## What you have to do
Return every line of the entries that includes the word "while".

----- Information -----

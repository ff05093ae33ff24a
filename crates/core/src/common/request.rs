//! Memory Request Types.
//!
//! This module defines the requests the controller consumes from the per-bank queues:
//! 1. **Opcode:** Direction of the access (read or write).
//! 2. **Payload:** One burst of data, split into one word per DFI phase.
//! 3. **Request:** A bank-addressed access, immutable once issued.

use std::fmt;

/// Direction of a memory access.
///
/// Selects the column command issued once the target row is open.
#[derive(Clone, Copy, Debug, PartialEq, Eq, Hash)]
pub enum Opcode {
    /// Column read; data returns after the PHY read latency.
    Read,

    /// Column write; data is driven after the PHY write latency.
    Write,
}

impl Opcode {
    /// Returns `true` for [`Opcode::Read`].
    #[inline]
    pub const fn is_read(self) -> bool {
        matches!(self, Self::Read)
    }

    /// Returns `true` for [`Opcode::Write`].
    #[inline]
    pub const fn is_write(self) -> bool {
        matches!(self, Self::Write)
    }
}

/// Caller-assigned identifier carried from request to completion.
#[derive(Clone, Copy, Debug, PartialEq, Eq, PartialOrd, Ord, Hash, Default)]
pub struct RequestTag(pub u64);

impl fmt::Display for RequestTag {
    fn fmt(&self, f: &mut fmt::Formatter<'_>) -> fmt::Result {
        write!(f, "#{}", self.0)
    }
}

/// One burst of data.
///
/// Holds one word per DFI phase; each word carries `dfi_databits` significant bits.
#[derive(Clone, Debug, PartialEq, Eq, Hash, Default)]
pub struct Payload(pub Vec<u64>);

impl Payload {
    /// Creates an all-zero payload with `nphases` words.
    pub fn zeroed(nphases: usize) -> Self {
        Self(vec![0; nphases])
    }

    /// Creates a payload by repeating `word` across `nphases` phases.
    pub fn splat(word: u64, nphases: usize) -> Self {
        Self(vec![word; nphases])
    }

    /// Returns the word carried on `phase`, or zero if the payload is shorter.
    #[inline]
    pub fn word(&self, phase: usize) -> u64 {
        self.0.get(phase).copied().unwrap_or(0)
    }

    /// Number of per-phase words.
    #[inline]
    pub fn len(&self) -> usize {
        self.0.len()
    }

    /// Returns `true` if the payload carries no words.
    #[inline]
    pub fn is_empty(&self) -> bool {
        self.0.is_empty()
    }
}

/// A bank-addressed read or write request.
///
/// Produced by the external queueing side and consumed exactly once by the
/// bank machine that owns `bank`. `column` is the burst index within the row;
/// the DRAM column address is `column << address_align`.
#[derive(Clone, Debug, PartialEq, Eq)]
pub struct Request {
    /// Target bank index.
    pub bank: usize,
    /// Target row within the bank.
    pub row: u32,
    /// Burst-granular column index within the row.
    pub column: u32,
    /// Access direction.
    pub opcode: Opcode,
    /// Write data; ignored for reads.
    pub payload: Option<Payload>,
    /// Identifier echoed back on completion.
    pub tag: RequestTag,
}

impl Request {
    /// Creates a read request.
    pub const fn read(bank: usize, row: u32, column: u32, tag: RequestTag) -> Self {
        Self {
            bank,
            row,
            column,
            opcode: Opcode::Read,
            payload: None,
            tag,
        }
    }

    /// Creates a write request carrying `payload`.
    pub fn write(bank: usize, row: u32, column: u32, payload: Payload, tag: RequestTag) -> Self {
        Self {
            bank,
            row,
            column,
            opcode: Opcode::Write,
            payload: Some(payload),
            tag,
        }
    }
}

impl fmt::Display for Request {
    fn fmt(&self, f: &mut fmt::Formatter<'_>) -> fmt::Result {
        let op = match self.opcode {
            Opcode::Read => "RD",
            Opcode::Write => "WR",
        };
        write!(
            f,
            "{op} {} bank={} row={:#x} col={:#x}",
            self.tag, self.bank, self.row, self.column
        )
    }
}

-----
----- Information -----

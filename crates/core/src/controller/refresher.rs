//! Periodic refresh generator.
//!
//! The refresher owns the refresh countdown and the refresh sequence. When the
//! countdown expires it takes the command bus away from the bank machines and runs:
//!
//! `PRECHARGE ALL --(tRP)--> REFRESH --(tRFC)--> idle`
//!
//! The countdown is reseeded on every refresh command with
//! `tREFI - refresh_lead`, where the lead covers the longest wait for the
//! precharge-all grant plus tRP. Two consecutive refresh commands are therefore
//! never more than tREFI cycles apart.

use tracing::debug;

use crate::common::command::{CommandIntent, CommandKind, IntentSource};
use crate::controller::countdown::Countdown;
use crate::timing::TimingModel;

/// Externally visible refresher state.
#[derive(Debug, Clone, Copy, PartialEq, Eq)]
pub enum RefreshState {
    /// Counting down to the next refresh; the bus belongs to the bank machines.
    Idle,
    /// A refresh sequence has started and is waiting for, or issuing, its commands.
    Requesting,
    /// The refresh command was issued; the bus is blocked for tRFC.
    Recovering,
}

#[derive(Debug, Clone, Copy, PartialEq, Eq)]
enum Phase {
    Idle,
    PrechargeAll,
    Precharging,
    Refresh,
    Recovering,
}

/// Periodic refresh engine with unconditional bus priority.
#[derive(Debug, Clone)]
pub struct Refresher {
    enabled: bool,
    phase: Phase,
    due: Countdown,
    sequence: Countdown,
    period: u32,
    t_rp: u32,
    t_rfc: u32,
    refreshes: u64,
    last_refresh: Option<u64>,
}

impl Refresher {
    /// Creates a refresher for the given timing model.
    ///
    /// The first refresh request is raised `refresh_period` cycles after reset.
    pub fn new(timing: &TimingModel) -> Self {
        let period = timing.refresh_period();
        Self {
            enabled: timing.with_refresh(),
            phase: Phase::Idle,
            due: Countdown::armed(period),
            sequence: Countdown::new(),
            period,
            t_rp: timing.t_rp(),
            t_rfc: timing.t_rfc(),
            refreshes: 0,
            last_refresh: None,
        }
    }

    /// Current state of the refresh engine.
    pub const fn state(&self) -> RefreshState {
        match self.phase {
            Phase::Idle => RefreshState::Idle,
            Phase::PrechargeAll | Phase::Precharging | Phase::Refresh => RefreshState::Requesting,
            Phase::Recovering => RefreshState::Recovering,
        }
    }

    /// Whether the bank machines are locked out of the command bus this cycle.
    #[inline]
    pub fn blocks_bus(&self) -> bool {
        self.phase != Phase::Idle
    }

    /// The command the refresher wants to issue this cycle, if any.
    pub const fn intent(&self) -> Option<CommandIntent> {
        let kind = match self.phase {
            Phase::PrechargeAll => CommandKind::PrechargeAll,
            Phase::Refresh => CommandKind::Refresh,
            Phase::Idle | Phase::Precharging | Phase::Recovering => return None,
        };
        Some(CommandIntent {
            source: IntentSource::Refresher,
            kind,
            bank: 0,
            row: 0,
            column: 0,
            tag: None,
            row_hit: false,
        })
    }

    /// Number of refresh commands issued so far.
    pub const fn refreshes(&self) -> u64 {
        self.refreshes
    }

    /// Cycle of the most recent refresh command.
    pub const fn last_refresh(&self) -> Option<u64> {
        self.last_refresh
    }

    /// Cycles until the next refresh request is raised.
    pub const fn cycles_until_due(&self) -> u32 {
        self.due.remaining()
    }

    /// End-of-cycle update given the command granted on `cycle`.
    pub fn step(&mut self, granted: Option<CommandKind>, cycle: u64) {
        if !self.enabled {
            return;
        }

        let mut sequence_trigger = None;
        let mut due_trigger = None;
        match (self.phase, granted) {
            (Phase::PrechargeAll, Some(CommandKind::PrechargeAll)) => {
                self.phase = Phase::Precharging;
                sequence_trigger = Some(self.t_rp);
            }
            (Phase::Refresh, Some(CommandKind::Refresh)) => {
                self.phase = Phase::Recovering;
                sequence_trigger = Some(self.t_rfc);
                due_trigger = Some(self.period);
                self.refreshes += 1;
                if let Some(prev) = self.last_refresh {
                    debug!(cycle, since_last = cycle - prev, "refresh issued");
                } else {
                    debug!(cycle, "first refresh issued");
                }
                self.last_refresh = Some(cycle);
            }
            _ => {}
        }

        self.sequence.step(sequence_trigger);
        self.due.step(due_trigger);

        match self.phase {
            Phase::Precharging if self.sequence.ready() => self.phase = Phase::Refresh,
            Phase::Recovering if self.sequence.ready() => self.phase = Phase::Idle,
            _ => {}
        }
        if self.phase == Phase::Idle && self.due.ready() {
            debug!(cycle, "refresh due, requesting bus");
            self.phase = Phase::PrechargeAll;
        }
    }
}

-----
----- Information -----

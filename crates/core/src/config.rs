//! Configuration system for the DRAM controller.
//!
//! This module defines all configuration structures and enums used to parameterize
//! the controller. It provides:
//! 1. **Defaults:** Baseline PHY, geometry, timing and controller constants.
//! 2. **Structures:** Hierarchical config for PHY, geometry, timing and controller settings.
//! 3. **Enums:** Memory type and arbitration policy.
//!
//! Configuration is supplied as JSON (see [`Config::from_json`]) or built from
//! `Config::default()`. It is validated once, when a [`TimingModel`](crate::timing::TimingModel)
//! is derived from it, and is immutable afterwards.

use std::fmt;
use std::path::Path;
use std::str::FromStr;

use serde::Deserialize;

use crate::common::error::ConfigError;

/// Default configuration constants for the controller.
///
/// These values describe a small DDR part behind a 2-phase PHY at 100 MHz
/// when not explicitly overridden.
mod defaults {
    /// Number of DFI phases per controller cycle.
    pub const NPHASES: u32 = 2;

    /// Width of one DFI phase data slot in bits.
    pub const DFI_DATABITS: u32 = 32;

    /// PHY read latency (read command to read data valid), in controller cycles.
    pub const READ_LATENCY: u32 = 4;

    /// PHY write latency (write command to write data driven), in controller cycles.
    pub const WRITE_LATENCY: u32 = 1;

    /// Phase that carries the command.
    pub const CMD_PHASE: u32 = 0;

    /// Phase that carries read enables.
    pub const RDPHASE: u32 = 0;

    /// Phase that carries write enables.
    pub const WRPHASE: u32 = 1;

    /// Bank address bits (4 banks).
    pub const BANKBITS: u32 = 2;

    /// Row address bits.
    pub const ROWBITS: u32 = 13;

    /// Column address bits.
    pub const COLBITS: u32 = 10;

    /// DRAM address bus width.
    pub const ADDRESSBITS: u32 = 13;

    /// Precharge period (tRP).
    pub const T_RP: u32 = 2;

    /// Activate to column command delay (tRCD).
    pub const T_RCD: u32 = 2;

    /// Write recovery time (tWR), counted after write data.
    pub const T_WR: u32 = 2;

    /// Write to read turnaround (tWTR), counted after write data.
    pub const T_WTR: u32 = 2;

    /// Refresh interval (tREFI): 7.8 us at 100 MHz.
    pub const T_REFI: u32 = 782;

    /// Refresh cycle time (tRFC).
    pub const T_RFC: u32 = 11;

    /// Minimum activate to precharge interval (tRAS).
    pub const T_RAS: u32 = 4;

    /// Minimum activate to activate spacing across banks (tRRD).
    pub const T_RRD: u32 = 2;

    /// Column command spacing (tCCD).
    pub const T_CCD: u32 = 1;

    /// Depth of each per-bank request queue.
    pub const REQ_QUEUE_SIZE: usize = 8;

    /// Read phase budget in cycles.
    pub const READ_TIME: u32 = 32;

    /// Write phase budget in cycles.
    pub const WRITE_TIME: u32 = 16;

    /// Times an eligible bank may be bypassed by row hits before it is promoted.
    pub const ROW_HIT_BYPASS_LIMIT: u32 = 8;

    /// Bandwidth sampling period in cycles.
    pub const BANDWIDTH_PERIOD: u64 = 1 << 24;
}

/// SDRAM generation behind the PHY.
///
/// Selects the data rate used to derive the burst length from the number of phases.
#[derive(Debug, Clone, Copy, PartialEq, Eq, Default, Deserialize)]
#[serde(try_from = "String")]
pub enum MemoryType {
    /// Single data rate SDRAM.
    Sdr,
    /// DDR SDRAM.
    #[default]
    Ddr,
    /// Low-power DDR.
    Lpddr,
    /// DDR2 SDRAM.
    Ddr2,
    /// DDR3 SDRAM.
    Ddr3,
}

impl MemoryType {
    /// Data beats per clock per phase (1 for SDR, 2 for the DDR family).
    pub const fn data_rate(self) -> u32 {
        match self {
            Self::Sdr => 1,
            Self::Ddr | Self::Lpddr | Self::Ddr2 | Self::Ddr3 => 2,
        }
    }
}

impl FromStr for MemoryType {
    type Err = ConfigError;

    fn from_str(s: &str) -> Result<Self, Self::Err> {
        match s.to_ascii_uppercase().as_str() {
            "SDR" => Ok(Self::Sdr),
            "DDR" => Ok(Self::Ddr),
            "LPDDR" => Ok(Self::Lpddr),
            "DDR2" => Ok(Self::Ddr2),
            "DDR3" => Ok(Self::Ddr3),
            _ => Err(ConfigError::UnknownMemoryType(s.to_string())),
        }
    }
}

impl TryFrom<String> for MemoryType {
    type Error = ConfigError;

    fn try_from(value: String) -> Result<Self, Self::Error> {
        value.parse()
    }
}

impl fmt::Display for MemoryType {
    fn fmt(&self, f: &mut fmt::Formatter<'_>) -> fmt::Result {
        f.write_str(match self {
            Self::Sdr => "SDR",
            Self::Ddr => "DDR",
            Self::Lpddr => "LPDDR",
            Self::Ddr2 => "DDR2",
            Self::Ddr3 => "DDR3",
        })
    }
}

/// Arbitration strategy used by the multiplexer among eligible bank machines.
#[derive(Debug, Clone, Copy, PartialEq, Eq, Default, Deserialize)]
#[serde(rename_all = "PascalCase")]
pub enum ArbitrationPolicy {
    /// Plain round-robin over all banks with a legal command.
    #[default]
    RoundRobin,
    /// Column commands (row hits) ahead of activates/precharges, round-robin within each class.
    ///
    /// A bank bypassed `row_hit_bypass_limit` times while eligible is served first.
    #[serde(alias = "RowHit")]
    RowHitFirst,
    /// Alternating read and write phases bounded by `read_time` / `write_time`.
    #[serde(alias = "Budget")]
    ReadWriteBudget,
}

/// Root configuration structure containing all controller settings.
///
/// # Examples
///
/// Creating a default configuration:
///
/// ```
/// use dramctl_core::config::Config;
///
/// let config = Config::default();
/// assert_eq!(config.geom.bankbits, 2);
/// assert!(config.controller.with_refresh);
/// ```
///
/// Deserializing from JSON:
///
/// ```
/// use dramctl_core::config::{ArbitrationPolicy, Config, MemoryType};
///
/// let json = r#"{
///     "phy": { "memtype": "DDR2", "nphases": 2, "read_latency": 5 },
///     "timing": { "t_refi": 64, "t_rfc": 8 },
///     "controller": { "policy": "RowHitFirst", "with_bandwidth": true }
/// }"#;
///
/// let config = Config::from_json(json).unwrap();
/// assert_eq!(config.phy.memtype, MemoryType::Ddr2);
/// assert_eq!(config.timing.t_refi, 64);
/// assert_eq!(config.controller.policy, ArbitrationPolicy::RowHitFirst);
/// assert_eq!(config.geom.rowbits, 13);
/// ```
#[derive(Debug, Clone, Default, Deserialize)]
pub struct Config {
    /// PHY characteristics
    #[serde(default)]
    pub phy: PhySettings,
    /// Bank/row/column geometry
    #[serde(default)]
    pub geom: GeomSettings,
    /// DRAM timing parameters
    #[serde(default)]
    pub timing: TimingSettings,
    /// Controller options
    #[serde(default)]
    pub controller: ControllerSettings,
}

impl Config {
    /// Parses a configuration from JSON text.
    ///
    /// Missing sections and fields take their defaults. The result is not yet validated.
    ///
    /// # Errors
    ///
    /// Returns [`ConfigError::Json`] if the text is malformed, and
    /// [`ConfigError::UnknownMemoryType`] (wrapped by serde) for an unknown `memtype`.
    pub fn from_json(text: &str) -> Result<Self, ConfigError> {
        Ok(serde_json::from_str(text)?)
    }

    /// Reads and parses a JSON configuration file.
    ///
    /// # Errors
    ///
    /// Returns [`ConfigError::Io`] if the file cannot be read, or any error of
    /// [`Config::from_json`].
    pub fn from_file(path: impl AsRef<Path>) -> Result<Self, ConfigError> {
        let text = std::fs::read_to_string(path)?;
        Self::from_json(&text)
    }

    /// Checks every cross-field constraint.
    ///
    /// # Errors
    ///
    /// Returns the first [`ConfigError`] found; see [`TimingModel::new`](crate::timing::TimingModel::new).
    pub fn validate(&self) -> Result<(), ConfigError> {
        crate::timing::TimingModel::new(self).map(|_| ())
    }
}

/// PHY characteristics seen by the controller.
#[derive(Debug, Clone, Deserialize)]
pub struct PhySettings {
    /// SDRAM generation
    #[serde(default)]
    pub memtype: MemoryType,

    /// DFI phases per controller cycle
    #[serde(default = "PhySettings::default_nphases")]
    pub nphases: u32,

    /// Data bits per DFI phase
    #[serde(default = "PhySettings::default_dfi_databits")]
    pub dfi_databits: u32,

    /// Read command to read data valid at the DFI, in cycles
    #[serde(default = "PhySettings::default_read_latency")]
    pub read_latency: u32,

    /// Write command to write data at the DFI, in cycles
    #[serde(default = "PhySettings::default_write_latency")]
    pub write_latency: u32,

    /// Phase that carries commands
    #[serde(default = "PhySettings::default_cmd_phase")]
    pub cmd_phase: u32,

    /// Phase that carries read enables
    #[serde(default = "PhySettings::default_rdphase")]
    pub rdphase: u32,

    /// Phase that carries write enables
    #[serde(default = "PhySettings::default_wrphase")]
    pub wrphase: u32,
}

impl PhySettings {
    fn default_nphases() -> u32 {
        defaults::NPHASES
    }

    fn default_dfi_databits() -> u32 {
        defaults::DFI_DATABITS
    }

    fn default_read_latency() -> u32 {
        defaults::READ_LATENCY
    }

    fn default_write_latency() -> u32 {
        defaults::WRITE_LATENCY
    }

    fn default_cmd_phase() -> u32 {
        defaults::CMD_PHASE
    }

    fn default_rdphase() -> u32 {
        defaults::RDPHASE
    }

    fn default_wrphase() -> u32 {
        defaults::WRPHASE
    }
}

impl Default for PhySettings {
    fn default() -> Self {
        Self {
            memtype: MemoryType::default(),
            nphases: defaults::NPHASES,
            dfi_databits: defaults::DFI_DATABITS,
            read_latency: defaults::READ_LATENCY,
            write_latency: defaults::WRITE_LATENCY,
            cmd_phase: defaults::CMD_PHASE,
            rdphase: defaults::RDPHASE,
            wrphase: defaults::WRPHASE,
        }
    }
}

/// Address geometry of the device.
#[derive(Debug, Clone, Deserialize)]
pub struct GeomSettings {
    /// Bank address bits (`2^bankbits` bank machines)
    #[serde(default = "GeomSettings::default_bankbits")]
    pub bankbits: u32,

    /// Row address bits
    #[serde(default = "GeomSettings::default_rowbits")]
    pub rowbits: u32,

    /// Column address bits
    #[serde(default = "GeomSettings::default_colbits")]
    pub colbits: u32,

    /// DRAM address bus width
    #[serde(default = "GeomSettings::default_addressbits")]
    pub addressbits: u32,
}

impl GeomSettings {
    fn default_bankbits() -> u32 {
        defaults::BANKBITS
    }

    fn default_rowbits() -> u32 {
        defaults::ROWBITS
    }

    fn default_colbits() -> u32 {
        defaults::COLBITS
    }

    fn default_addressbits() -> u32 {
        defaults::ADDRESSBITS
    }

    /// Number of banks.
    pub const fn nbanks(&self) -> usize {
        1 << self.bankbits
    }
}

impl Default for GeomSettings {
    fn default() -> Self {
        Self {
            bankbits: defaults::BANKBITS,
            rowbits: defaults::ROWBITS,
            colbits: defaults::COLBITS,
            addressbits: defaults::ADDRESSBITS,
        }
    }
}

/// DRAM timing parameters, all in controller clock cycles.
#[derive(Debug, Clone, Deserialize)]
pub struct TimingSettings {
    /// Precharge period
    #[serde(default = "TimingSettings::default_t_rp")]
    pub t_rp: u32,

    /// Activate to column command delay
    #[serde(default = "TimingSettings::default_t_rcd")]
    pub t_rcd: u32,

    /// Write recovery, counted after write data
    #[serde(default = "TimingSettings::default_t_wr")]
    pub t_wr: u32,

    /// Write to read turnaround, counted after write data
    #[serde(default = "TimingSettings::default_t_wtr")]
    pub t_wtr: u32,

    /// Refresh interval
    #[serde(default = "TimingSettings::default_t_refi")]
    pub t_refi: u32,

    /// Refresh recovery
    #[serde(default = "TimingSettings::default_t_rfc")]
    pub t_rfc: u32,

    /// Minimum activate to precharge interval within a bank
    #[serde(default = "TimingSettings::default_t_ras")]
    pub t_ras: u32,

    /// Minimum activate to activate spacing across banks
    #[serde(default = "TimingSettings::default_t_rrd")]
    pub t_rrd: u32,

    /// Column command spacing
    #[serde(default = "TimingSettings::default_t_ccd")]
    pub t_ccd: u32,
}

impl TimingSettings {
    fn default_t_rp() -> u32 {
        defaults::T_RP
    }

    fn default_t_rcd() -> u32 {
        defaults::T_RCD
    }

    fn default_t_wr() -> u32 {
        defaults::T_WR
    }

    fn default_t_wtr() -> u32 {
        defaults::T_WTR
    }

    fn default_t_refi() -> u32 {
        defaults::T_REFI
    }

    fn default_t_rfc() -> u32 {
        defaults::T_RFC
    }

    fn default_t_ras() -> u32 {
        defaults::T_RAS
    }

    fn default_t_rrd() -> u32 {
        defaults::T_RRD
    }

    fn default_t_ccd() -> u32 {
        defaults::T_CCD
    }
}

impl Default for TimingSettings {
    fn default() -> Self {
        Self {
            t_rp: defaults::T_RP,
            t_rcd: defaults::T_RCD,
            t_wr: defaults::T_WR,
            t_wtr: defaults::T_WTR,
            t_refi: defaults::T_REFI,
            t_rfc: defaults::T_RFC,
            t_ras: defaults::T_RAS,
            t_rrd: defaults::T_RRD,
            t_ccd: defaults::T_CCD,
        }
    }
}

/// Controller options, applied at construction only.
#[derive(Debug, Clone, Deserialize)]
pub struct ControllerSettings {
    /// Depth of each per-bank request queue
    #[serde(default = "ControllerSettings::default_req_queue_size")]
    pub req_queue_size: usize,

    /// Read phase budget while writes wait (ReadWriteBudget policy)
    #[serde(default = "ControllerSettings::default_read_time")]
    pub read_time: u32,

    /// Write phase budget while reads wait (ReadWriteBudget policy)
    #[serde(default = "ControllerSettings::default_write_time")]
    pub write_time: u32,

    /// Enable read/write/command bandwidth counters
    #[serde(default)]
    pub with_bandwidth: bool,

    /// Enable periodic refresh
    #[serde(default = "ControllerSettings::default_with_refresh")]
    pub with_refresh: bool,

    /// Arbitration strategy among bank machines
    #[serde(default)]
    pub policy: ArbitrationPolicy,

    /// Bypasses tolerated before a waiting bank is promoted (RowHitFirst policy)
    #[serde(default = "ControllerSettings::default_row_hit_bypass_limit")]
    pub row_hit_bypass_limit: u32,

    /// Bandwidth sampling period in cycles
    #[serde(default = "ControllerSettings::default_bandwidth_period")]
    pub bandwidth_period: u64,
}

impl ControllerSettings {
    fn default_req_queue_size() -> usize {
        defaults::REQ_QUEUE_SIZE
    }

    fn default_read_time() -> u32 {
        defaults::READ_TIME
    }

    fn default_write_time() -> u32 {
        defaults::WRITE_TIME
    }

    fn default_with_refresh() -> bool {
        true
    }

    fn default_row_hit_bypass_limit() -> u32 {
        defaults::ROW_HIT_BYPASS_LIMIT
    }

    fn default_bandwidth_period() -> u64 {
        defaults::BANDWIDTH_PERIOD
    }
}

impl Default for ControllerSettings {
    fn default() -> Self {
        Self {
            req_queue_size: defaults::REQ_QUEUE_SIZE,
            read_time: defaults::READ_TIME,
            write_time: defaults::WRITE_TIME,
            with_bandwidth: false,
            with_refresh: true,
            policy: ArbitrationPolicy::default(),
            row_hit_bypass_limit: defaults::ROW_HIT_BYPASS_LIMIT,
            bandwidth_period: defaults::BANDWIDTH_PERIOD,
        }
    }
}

-----

## Answer box
    /// A bank bypassed `row_hit_bypass_limit` times while eligible is served first.
    /// Read phase budget while writes wait (ReadWriteBudget policy)
    /// Write phase budget while reads wait (ReadWriteBudget policy)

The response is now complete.